I use Much and Much Heat FAST (as was said) and ice (as needed) for cooldown.

it not so much the "watts" of the solder heater, but the Core of the soldering gun that helps (me) a lot, but you need a lot of heat Fast and you want to be done in less than a second, and everything should be prepped.
See the big FAT solder tip/core pictures above, having a large "core" tip. The tip and core Hold a lot of heat and get heat transfer to occur immediataly keeping heat out of the internals of the cells.
as soon as you touch any of these heaters to a cold hunk of metal the tip gets cooled, with a good core/tip it holds enough heat to keep the heat going.
so in reality a 40W heater with a big fat pre-heated core works, and a 220W gun thing with a little weasily tip doesnt. I found it isnt Just about watts. 

if this link works
http://www.sears.com/shc/s/search_10153_12605?keyword=soldering+gun&vName=&viewType=24&viewItems=24
see the "*Craftsman Professional Dual Heat Soldering Gun*"
see how it has a Mondo Core , that holds and transfers heat without the tip cooling, gets it done in seconds.
then
right next to it the things like the high wattage "Weller" styles, with the extreeme wattage but the small tip and no actual "core" those things suck and always gave me troubles, they "work" and have the power and heat, but for speed its all about the big Pencil core thing.

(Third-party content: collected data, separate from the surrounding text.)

//! Consolidated-table export: CSV for downstream tooling, XLSX for review.

use std::path::Path;

use rust_xlsxwriter::{Format, Workbook as XlsxWorkbook};

use phasebill_consolidate::model::Item;
use phasebill_consolidate::ConsolidateError;

/// Export column order. Identity first, then state, then money.
pub const TABLE_COLUMNS: [&str; 16] = [
    "id",
    "category",
    "family",
    "type",
    "size",
    "system_name",
    "system_category",
    "state",
    "quantity",
    "unit",
    "unit_price",
    "price_found",
    "new_cost",
    "removal_cost",
    "total_cost",
    "corrected",
];

fn item_cells(item: &Item) -> [String; 16] {
    let opt_num = |v: Option<f64>| v.map(|n| n.to_string()).unwrap_or_default();
    [
        item.id.to_string(),
        item.category.to_string(),
        item.family.clone(),
        item.type_name.clone(),
        item.size.clone(),
        item.system_name.clone().unwrap_or_default(),
        item.system_category.clone().unwrap_or_default(),
        item.state.to_string(),
        opt_num(item.quantity),
        item.unit.to_string(),
        opt_num(item.unit_price),
        item.price_found.to_string(),
        item.new_cost.to_string(),
        item.removal_cost.to_string(),
        item.total_cost.to_string(),
        item.corrected.to_string(),
    ]
}

/// Dispatch on extension: `.xlsx` gets a styled workbook, everything else
/// gets CSV.
pub fn write_table(path: &Path, items: &[Item]) -> Result<(), ConsolidateError> {
    let is_xlsx = path
        .extension()
        .and_then(|e| e.to_str())
        .is_some_and(|e| e.eq_ignore_ascii_case("xlsx"));
    if is_xlsx {
        write_table_xlsx(path, items)
    } else {
        write_table_csv(path, items)
    }
}

pub fn write_table_csv(path: &Path, items: &[Item]) -> Result<(), ConsolidateError> {
    let io_err = |e: csv::Error| ConsolidateError::Io(format!("cannot write {}: {e}", path.display()));
    let mut writer = csv::Writer::from_path(path)
        .map_err(|e| ConsolidateError::Io(format!("cannot create {}: {e}", path.display())))?;
    writer.write_record(TABLE_COLUMNS).map_err(io_err)?;
    for item in items {
        writer.write_record(item_cells(item)).map_err(io_err)?;
    }
    writer
        .flush()
        .map_err(|e| ConsolidateError::Io(format!("cannot write {}: {e}", path.display())))?;
    Ok(())
}

pub fn write_table_xlsx(path: &Path, items: &[Item]) -> Result<(), ConsolidateError> {
    let io_err =
        |e: rust_xlsxwriter::XlsxError| ConsolidateError::Io(format!("cannot write {}: {e}", path.display()));

    let mut workbook = XlsxWorkbook::new();
    let worksheet = workbook.add_worksheet();
    worksheet.set_name("Consolidated").map_err(io_err)?;

    let header = Format::new().set_bold();
    for (col, name) in TABLE_COLUMNS.iter().enumerate() {
        worksheet
            .write_string_with_format(0, col as u16, *name, &header)
            .map_err(io_err)?;
    }

    for (index, item) in items.iter().enumerate() {
        let row = (index + 1) as u32;
        let cells = item_cells(item);
        for (col, cell) in cells.iter().enumerate() {
            let col = col as u16;
            // Numeric columns go out as numbers so Excel can sum them.
            match TABLE_COLUMNS[col as usize] {
                "id" | "quantity" | "unit_price" | "new_cost" | "removal_cost" | "total_cost" => {
                    if let Ok(n) = cell.parse::<f64>() {
                        worksheet.write_number(row, col, n).map_err(io_err)?;
                    } else if !cell.is_empty() {
                        worksheet.write_string(row, col, cell).map_err(io_err)?;
                    }
                }
                _ => {
                    if !cell.is_empty() {
                        worksheet.write_string(row, col, cell).map_err(io_err)?;
                    }
                }
            }
        }
    }

    workbook.save(path).map_err(io_err)?;
    Ok(())
}

#[cfg(test)]
mod tests {
    use super::*;
    use phasebill_consolidate::model::{Category, LifecycleState, Unit};

    fn item() -> Item {
        Item {
            id: 1,
            category: Category::Conduits,
            family: "Conduit".into(),
            type_name: "EMT".into(),
            size: "3/4\"".into(),
            system_name: Some("CCTV".into()),
            system_category: None,
            state: LifecycleState::Removed,
            quantity: Some(50.0),
            unit: Unit::Meters,
            unit_price: Some(100_000.0),
            price_found: true,
            new_cost: 0.0,
            removal_cost: 1_250_000.0,
            total_cost: 1_250_000.0,
            corrected: false,
        }
    }

    #[test]
    fn csv_roundtrip_through_header() {
        let dir = tempfile::tempdir().unwrap();
        let path = dir.path().join("out.csv");
        write_table_csv(&path, &[item()]).unwrap();

        let content = std::fs::read_to_string(&path).unwrap();
        let mut lines = content.lines();
        assert_eq!(lines.next().unwrap(), TABLE_COLUMNS.join(","));
        let row = lines.next().unwrap();
        assert!(row.starts_with("1,conduits,Conduit,EMT"));
        assert!(row.contains("removed"));
        assert!(row.contains("1250000"));
    }

    #[test]
    fn missing_optionals_export_as_empty_cells() {
        let mut it = item();
        it.quantity = None;
        it.unit_price = None;
        it.system_name = None;
        let cells = item_cells(&it);
        assert_eq!(cells[5], "");
        assert_eq!(cells[8], "");
        assert_eq!(cells[10], "");
    }

    #[test]
    fn xlsx_file_written() {
        let dir = tempfile::tempdir().unwrap();
        let path = dir.path().join("out.xlsx");
        write_table_xlsx(&path, &[item()]).unwrap();
        assert!(path.metadata().unwrap().len() > 0);
    }

    #[test]
    fn dispatch_by_extension() {
        let dir = tempfile::tempdir().unwrap();
        let csv_path = dir.path().join("t.csv");
        let xlsx_path = dir.path().join("t.xlsx");
        write_table(&csv_path, &[item()]).unwrap();
        write_table(&xlsx_path, &[item()]).unwrap();
        assert!(std::fs::read_to_string(&csv_path).unwrap().starts_with("id,"));
        // XLSX is a zip container; first bytes are "PK".
        assert_eq!(&std::fs::read(&xlsx_path).unwrap()[..2], b"PK");
    }
}
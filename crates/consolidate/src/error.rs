use std::fmt;

#[derive(Debug)]
pub enum ConsolidateError {
    /// TOML parse / deserialization error.
    ConfigParse(String),
    /// Config validation error (bad factor, missing column mapping, etc.).
    ConfigValidation(String),
    /// Missing required column in an input table.
    MissingColumn { source: String, column: String },
    /// Two catalog rows derive the same join key with different unit prices.
    CatalogConflict { key: String, first: f64, second: f64 },
    /// IO error (file read, etc.).
    Io(String),
}

impl fmt::Display for ConsolidateError {
    fn fmt(&self, f: &mut fmt::Formatter<'_>) -> fmt::Result {
        match self {
            Self::ConfigParse(msg) => write!(f, "config parse error: {msg}"),
            Self::ConfigValidation(msg) => write!(f, "config validation error: {msg}"),
            Self::MissingColumn { source, column } => {
                write!(f, "{source}: missing column '{column}'")
            }
            Self::CatalogConflict { key, first, second } => {
                write!(
                    f,
                    "catalog key '{key}' maps to conflicting unit prices ({first} vs {second})"
                )
            }
            Self::Io(msg) => write!(f, "IO error: {msg}"),
        }
    }
}

impl std::error::Error for ConsolidateError {}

so when finding the right tool, get the one that can transfer loads of heat and work fast, not the one thats all talk of watts


----------



## Illum (Jun 13, 2010)

could soldering wires to 0.18x0.18x0.08" rare earth magnets from the side and then tack them on the batteries work?

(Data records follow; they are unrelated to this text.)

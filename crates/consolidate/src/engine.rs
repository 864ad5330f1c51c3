use crate::catalog::{assign_prices, CatalogIndex};
use crate::config::{validate_factor, ConsolidationConfig, ValidationLimits};
use crate::cost::apply_costs;
use crate::error::ConsolidateError;
use crate::model::{
    BaseTable, Category, ConsolidationInput, ConsolidationMeta, ConsolidationResult, Item,
};
use crate::reconcile::reconcile;
use crate::summary::compute_summary;
use crate::validate::validate;

/// Reconcile every category, merge in fixed order, assign sequential ids,
/// and resolve catalog prices. The returned table is the immutable base for
/// any number of costing passes.
pub fn build_base(
    config: &ConsolidationConfig,
    input: &ConsolidationInput,
) -> Result<BaseTable, ConsolidateError> {
    let mut items: Vec<Item> = Vec::new();
    for category in Category::ALL {
        let pair = input.pair(category);
        items.extend(reconcile(
            category,
            &pair.initial,
            &pair.final_rows,
            &config.phases,
        ));
    }

    // Ids only exist on the merged table: 1-based, in concatenation order.
    for (index, item) in items.iter_mut().enumerate() {
        item.id = index as u64 + 1;
    }

    let (catalog_index, catalog_stats) = CatalogIndex::build(&input.catalog)?;
    assign_prices(&mut items, &catalog_index);

    Ok(BaseTable {
        items,
        catalog: catalog_stats,
    })
}

/// Produce a costed table for one factor value. Always validates first and
/// always starts from a clone of the base, so calling this twice with the
/// same factor yields identical rows and repeated factor changes never
/// compound corrections.
pub fn cost_table(base: &BaseTable, limits: &ValidationLimits, factor: f64) -> Vec<Item> {
    let mut items = base.items.clone();
    validate(&mut items, limits);
    apply_costs(&mut items, factor);
    items
}

/// Full pipeline with the config's demolition factor.
pub fn run(
    config: &ConsolidationConfig,
    input: &ConsolidationInput,
) -> Result<ConsolidationResult, ConsolidateError> {
    run_with_factor(config, input, config.demolition_factor)
}

/// Full pipeline with an explicit factor (report layers recost with a new
/// factor by calling this again; the factor is never ambient state).
pub fn run_with_factor(
    config: &ConsolidationConfig,
    input: &ConsolidationInput,
    factor: f64,
) -> Result<ConsolidationResult, ConsolidateError> {
    validate_factor(factor)?;

    let base = build_base(config, input)?;
    let items = cost_table(&base, &config.limits, factor);
    let summary = compute_summary(&items);

    Ok(ConsolidationResult {
        meta: ConsolidationMeta {
            config_name: config.name.clone(),
            engine_version: env!("CARGO_PKG_VERSION").to_string(),
            run_at: chrono::Utc::now().to_rfc3339(),
            demolition_factor: factor,
        },
        summary,
        catalog: base.catalog,
        items,
    })
}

Without involving spotwelders thats the only method I can think of that minimizes thermal shock


----------



## MrNaz (Jun 13, 2010)

VidPro said:


> i can get Tabbed LG 18650s for about $9 everytime. $20 is to much, look around, also your $4 ultrafire thingeee isnt going to be worth the time you put into building it. for the long run a good REAL Lg cell or sony or something will outlast a UltraThing by 3X. i percieve (imo) your assesment of the total costs over time are missing major points.
> and dont forget about putting in the balance connections especially if your going to use ultrajunk.


Can you point me at some suppliers for LG or Sony cells? I haven't been able to find a supplier of cheap batteries that doesn't charge an arm and a leg. I'm happy to buy in bulk, each pack requires 6 cells, so buying 30 or so would be fine.


VidPro said:


> yes you can solder, you dont even need tabs, and you dont need to do crasy stuff, flatten copper wire with a hammer, tin everything, and do the foldover , not only is that method practical, but its removable TOO.

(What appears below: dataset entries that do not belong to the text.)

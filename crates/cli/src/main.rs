//! phasebill - consolidate initial/final construction snapshots and cost
//! the delta against a rate catalog.

mod exit_codes;

use std::path::{Path, PathBuf};
use std::process::ExitCode;

use clap::{Parser, Subcommand};

use phasebill_consolidate::config::ConsolidationConfig;
use phasebill_consolidate::model::{Category, ConsolidationInput, ConsolidationResult, SnapshotPair};
use phasebill_consolidate::{run_with_factor, ConsolidateError};
use phasebill_io::{catalog_entries, load_table, mean_quantity, snapshot_rows, write_table};

use exit_codes::{engine_exit_code, EXIT_RUNTIME, EXIT_SUCCESS, EXIT_USAGE};

/// A final-snapshot mean conduit run this long is almost always millimetres
/// exported where metres were expected.
const LENGTH_PROBE_MEAN: f64 = 500.0;

#[derive(Parser)]
#[command(name = "phasebill")]
#[command(about = "Consolidate construction snapshots and cost the delta")]
#[command(version)]
struct Cli {
    #[command(subcommand)]
    command: Commands,
}

#[derive(Subcommand)]
enum Commands {
    /// Run the full pipeline: ingest, reconcile, price, validate, cost
    #[command(after_help = "\
Examples:
  phasebill run segment1.toml
  phasebill run segment1.toml --factor 0.30 --json > result.json
  phasebill run segment1.toml --output result.json --export table.xlsx")]
    Run {
        /// Consolidation config (TOML)
        config: PathBuf,

        /// Demolition factor override, in (0, 1]
        #[arg(long)]
        factor: Option<f64>,

        /// Print the full result document as JSON on stdout
        #[arg(long)]
        json: bool,

        /// Write the full result document to a file
        #[arg(long, short = 'o')]
        output: Option<PathBuf>,

        /// Export the consolidated table (.csv or .xlsx)
        #[arg(long)]
        export: Option<PathBuf>,
    },

    /// Parse and validate a config without running the pipeline
    Validate {
        /// Consolidation config (TOML)
        config: PathBuf,
    },
}

/// Error carrying its exit code plus an optional remediation hint.
#[derive(Debug)]
struct CliError {
    code: u8,
    message: String,
    hint: Option<String>,
}

impl CliError {
    fn new(code: u8, message: impl Into<String>) -> Self {
        Self {
            code,
            message: message.into(),
            hint: None,
        }
    }

    fn hint(mut self, hint: impl Into<String>) -> Self {
        self.hint = Some(hint.into());
        self
    }
}

impl From<ConsolidateError> for CliError {
    fn from(err: ConsolidateError) -> Self {
        let code = engine_exit_code(&err);
        let cli = CliError::new(code, err.to_string());
        match err {
            ConsolidateError::MissingColumn { .. } => cli.hint(
                "column names are configurable under [snapshots.<category>.columns]",
            ),
            ConsolidateError::CatalogConflict { .. } => {
                cli.hint("fix the catalog: one key must carry one price")
            }
            _ => cli,
        }
    }
}

fn main() -> ExitCode {
    let cli = Cli::parse();
    let result = match cli.command {
        Commands::Run {
            config,
            factor,
            json,
            output,
            export,
        } => cmd_run(&config, factor, json, output, export),
        Commands::Validate { config } => cmd_validate(&config),
    };

    match result {
        Ok(()) => ExitCode::from(EXIT_SUCCESS),
        Err(err) => {
            eprintln!("error: {}", err.message);
            if let Some(hint) = &err.hint {
                eprintln!("hint: {hint}");
            }
            ExitCode::from(err.code)
        }
    }
}

/// Parse the config and return it with the directory every relative file
/// path in it resolves against.
fn load_config(path: &Path) -> Result<(ConsolidationConfig, PathBuf), CliError> {
    let content = std::fs::read_to_string(path).map_err(|e| {
        CliError::new(EXIT_RUNTIME, format!("cannot read {}: {e}", path.display()))
    })?;
    let config = ConsolidationConfig::from_toml(&content)?;
    let base = path
        .parent()
        .filter(|p| !p.as_os_str().is_empty())
        .map(Path::to_path_buf)
        .unwrap_or_else(|| PathBuf::from("."));
    Ok((config, base))
}

fn resolve(base: &Path, file: &str) -> PathBuf {
    let path = Path::new(file);
    if path.is_absolute() {
        path.to_path_buf()
    } else {
        base.join(path)
    }
}

/// Load every snapshot pair and the catalog from disk.
fn load_input(
    config: &ConsolidationConfig,
    base: &Path,
) -> Result<ConsolidationInput, CliError> {
    let mut pairs: Vec<SnapshotPair> = Vec::new();
    for category in Category::ALL {
        let source = config.snapshots.source(category);
        let initial_table = load_table(&resolve(base, &source.initial_file))?;
        let final_table = load_table(&resolve(base, &source.final_file))?;
        pairs.push(SnapshotPair {
            initial: snapshot_rows(&initial_table, &source.columns, category)?,
            final_rows: snapshot_rows(&final_table, &source.columns, category)?,
        });
    }
    let mut pairs = pairs.into_iter();
    let conduits = pairs.next().unwrap_or_default();
    let fittings = pairs.next().unwrap_or_default();
    let fixtures = pairs.next().unwrap_or_default();

    let catalog_table = load_table(&resolve(base, &config.catalog.file))?;
    let catalog = catalog_entries(&catalog_table, &config.catalog.columns)?;

    Ok(ConsolidationInput {
        conduits,
        fittings,
        fixtures,
        catalog,
    })
}

fn cmd_run(
    config_path: &Path,
    factor: Option<f64>,
    json: bool,
    output: Option<PathBuf>,
    export: Option<PathBuf>,
) -> Result<(), CliError> {
    let (config, base) = load_config(config_path)?;
    if let Some(factor) = factor {
        phasebill_consolidate::config::validate_factor(factor).map_err(|e| {
            CliError::new(EXIT_USAGE, e.to_string()).hint("pass --factor in (0, 1], e.g. 0.25")
        })?;
    }
    let input = load_input(&config, &base)?;

    // Length-unit probe: run before costing so a mm-scaled export is called
    // out even when validation nulls most of its rows.
    if let Some(mean) = mean_quantity(&input.conduits.final_rows) {
        if mean > LENGTH_PROBE_MEAN {
            eprintln!(
                "warning: mean conduit length in the final snapshot is {mean:.0}; \
                 check that lengths are exported in metres, not millimetres"
            );
        }
    }

    let factor = factor.unwrap_or(config.demolition_factor);
    let result = run_with_factor(&config, &input, factor)?;

    print_summary(&result);

    let json_target = output.or_else(|| config.output.json.as_ref().map(|f| resolve(&base, f)));
    if let Some(path) = json_target {
        let document = serde_json::to_string_pretty(&result).map_err(|e| {
            CliError::new(EXIT_RUNTIME, format!("cannot serialize result: {e}"))
        })?;
        std::fs::write(&path, document).map_err(|e| {
            CliError::new(EXIT_RUNTIME, format!("cannot write {}: {e}", path.display()))
        })?;
        eprintln!("wrote {}", path.display());
    }

    let export_target = export.or_else(|| config.output.table.as_ref().map(|f| resolve(&base, f)));
    if let Some(path) = export_target {
        write_table(&path, &result.items)?;
        eprintln!("wrote {}", path.display());
    }

    if json {
        let document = serde_json::to_string_pretty(&result).map_err(|e| {
            CliError::new(EXIT_RUNTIME, format!("cannot serialize result: {e}"))
        })?;
        println!("{document}");
    }

    Ok(())
}

fn cmd_validate(config_path: &Path) -> Result<(), CliError> {
    let (config, base) = load_config(config_path)?;

    let mut missing = Vec::new();
    for category in Category::ALL {
        let source = config.snapshots.source(category);
        for file in [&source.initial_file, &source.final_file] {
            let path = resolve(&base, file);
            if !path.exists() {
                missing.push(path.display().to_string());
            }
        }
    }
    let catalog = resolve(&base, &config.catalog.file);
    if !catalog.exists() {
        missing.push(catalog.display().to_string());
    }

    if !missing.is_empty() {
        return Err(CliError::new(
            EXIT_RUNTIME,
            format!("missing input files: {}", missing.join(", ")),
        ));
    }

    eprintln!(
        "{}: config OK (factor {}, 7 input files found)",
        config.name, config.demolition_factor
    );
    Ok(())
}

/// Human-readable rollup on stderr; stdout stays clean for --json.
fn print_summary(result: &ConsolidationResult) {
    let s = &result.summary;
    eprintln!("{} (factor {})", result.meta.config_name, result.meta.demolition_factor);
    eprintln!("  items: {}", s.total_items);
    for (category, states) in &s.state_counts {
        let parts: Vec<String> = states
            .iter()
            .map(|(state, count)| format!("{state} {count}"))
            .collect();
        eprintln!("  {category}: {}", parts.join(", "));
    }
    eprintln!(
        "  length: initial {:.1} -> final {:.1} (removed {:.1}, added {:.1}, intervention {:.1}%)",
        s.lengths.initial,
        s.lengths.final_length,
        s.lengths.removed,
        s.lengths.added,
        s.lengths.intervention_pct
    );
    eprintln!(
        "  cost: total {:.0} (new {:.0} / {:.1}%, removal {:.0} / {:.1}%)",
        s.costs.total,
        s.costs.new_construction,
        s.costs.new_pct,
        s.costs.removal,
        s.costs.removal_pct
    );
    eprintln!(
        "  quality: {} unpriced, {} unknown phase, {} corrected",
        s.quality.missing_price, s.quality.unknown_phase, s.quality.corrected
    );
    if !s.unmatched.is_empty() {
        eprintln!("  unmatched catalog keys:");
        for combo in &s.unmatched {
            eprintln!(
                "    {} {} | {} | {} ({} rows)",
                combo.category, combo.family, combo.type_name, combo.size, combo.rows
            );
        }
    }
    if result.catalog.duplicate_keys > 0 {
        eprintln!(
            "  note: {} duplicate catalog keys (identical prices, tolerated)",
            result.catalog.duplicate_keys
        );
    }
}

I'm just not game to solder batteries. Also, if you see my post above, I've found electrically conductive epoxy. I'll test its resistance, but it wouldn't be much of an issue, it'd just be there to augment contact between the battery terminals in series, and hold them in place. I've been assured by the manufacturer that conductivity is high though.

If I can get pre-tabbed batteries, great. If not, I'm going to try to build the capacitive discharge welder I linked to earlier in this thread. It'll probably take a few days and a couple hundred dollars in parts, but I'm sure it'll be worth it if I'm going to be making packs more often.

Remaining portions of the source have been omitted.